それは「東海地震」(南海トラフ地震)です。
駿河湾から静岡県の内陸部を震源域とする、マグニチュード8クラスの巨大地震になると予測されている東海地震(南海トラフ地震)。
その被害範囲(予測)は東海地域から近畿、四国、九州にまで及んでいます。
気象庁公式サイトでも、東海地震(南海トラフ地震)に関するニュース・お知らせは頻繁に掲載されていることからも、その危険度が分かるでしょう。
この東海地震(南海トラフ地震)以外にも、日本で多くの地震が発生する可能性は高く、これから家を建てようと考えている方にとって、耐震は絶対に考えておかなくてはいけないものと言えます。
■30年 震度5弱以上の揺れに見舞われる確率の分布図
※引用:国立研究開発法人 防災科学技術研究所J-SHIS 地震ハザードステーション「確率論的地震動予測地図」より
耐震等級1・2・3の違いとは?
地震から、大切な家族を守るためには、耐震性能が高い住まいを考える必要があります。そこで、知っておきたいのが、「耐震等級」です。「耐震等級」とは、地震に対する家の強さを示す指標のことです。3つのランクがあります。
耐震等級1:建築基準法の耐震基準に従って建築された一般の住宅。「家は傾いても、その間に人が逃げられたらOK」というレベル。
耐震等級2:学校や病院など避難場所に指定される施設と同等の強度。
耐震等級3:防災拠点となる消防署や警察署を新築する際に採用される基準と同等。最も高いレベルの耐震等級。
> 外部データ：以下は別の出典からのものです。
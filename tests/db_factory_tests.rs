//! Tests for db::factory module - repository creation and configuration.

mod support;

use std::str::FromStr;
use std::sync::Arc;
use tms_rust::db::factory::{RepositoryBuilder, RepositoryFactory, RepositoryType};

#[test]
fn test_repository_type_from_str_postgres() {
    let rt = RepositoryType::from_str("postgres").unwrap();
    assert_eq!(rt, RepositoryType::Postgres);

    let rt = RepositoryType::from_str("POSTGRES").unwrap();
    assert_eq!(rt, RepositoryType::Postgres);

    let rt = RepositoryType::from_str("pg").unwrap();
    assert_eq!(rt, RepositoryType::Postgres);
}

#[test]
fn test_repository_type_from_str_local() {
    let rt = RepositoryType::from_str("local").unwrap();
    assert_eq!(rt, RepositoryType::Local);

    let rt = RepositoryType::from_str("LOCAL").unwrap();
    assert_eq!(rt, RepositoryType::Local);
}

#[test]
fn test_repository_type_from_str_invalid() {
    let result = RepositoryType::from_str("invalid");
    assert!(result.is_err());
    assert!(result.unwrap_err().contains("Unknown repository type"));
}

#[test]
fn test_repository_type_from_env_default() {
    support::with_scoped_env(
        &[
            ("REPOSITORY_TYPE", None),
            ("DATABASE_URL", None),
            ("PG_DATABASE_URL", None),
        ],
        || {
            let rt = RepositoryType::from_env();
            assert_eq!(rt, RepositoryType::Local);
        },
    );
}

#[test]
fn test_repository_type_from_env_with_database_url() {
    support::with_scoped_env(
        &[
            ("REPOSITORY_TYPE", None),
            ("DATABASE_URL", Some("postgres://localhost/timetables")),
        ],
        || {
            let rt = RepositoryType::from_env();
            assert_eq!(rt, RepositoryType::Postgres);
        },
    );
}

#[test]
fn test_repository_type_from_env_with_pg_database_url() {
    support::with_scoped_env(
        &[
            ("REPOSITORY_TYPE", None),
            ("DATABASE_URL", None),
            ("PG_DATABASE_URL", Some("postgres://localhost/timetables")),
        ],
        || {
            let rt = RepositoryType::from_env();
            assert_eq!(rt, RepositoryType::Postgres);
        },
    );
}

#[test]
fn test_repository_type_from_env_explicit() {
    support::with_scoped_env(&[("REPOSITORY_TYPE", Some("local"))], || {
        let rt = RepositoryType::from_env();
        assert_eq!(rt, RepositoryType::Local);
    });
}

#[test]
fn test_repository_type_from_env_explicit_postgres() {
    support::with_scoped_env(&[("REPOSITORY_TYPE", Some("postgres"))], || {
        let rt = RepositoryType::from_env();
        assert_eq!(rt, RepositoryType::Postgres);
    });
}

#[test]
fn test_repository_type_from_env_invalid_defaults_to_local() {
    support::with_scoped_env(
        &[
            ("REPOSITORY_TYPE", Some("invalid")),
            ("DATABASE_URL", None),
            ("PG_DATABASE_URL", None),
        ],
        || {
            let rt = RepositoryType::from_env();
            assert_eq!(rt, RepositoryType::Local);
        },
    );
}

#[test]
fn test_create_local_repository() {
    let repo = RepositoryFactory::create_local();
    // Just verify the repository was created successfully
    let ptr = Arc::as_ptr(&repo) as *const ();
    assert!(!ptr.is_null());
}

#[tokio::test]
async fn test_create_local_via_factory() {
    let result = RepositoryFactory::create(RepositoryType::Local, None).await;
    assert!(result.is_ok());
}

#[cfg(feature = "postgres-repo")]
#[tokio::test]
async fn test_create_postgres_without_config_fails() {
    let result = RepositoryFactory::create(RepositoryType::Postgres, None).await;
    assert!(result.is_err());
    assert!(result
        .err()
        .unwrap()
        .to_string()
        .contains("requires PostgresConfig"));
}

#[cfg(not(feature = "postgres-repo"))]
#[tokio::test]
async fn test_create_postgres_without_feature_fails() {
    let result = RepositoryFactory::create(RepositoryType::Postgres, None).await;
    assert!(result.is_err());
    let err = result.unwrap_err();
    assert!(err.to_string().contains("feature not enabled"));
}

#[tokio::test]
async fn test_builder_local_repository() {
    let repo = RepositoryBuilder::new()
        .repository_type(RepositoryType::Local)
        .build()
        .await
        .unwrap();
    assert!(repo.health_check().await.unwrap());
}

#[tokio::test]
async fn test_factory_from_config_file_missing_path() {
    let result = RepositoryFactory::from_config_file("/nonexistent/repository.toml").await;
    assert!(result.is_err());
    assert!(result.unwrap_err().to_string().contains("Configuration error"));
}

#[test]
fn test_factory_from_default_config_honors_tms_config() {
    // with_scoped_env takes a sync closure, so this test owns its runtime.
    support::with_scoped_env(
        &[("TMS_CONFIG", Some("/nonexistent/repository.toml"))],
        || {
            let rt = tokio::runtime::Runtime::new().unwrap();
            let result = rt.block_on(RepositoryFactory::from_default_config());
            assert!(result.is_err());
        },
    );
}

#[test]
fn test_repository_type_debug() {
    let rt = RepositoryType::Local;
    let debug_str = format!("{:?}", rt);
    assert!(debug_str.contains("Local"));
}

#[test]
fn test_repository_type_copy() {
    let rt1 = RepositoryType::Local;
    let rt2 = rt1;
    assert_eq!(rt1, rt2);
}

#[test]
fn test_repository_type_partial_eq() {
    assert_eq!(RepositoryType::Local, RepositoryType::Local);
    assert_eq!(RepositoryType::Postgres, RepositoryType::Postgres);
    assert_ne!(RepositoryType::Local, RepositoryType::Postgres);
}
耐震等級の数字が大きいほど、建物の耐震性が高くなります。
耐震性能の高い家で、末永く家族が幸せに暮らす
ここまで、日本の住宅建築において耐震性能が必要な理由をご紹介してきました。
地震が発生すると何より怖いのは、揺れによる家屋の倒壊です。それは、大切な家族の命や大事な財産に関わる問題でもあります。
地震大国の日本だからこそ、耐震等級にこだわり、家族で末永く安心した暮らしをしたいものです。
だからこそ、マイホームを建てるときには、耐震や地震について、しっかりとした知識を持ちたいですね。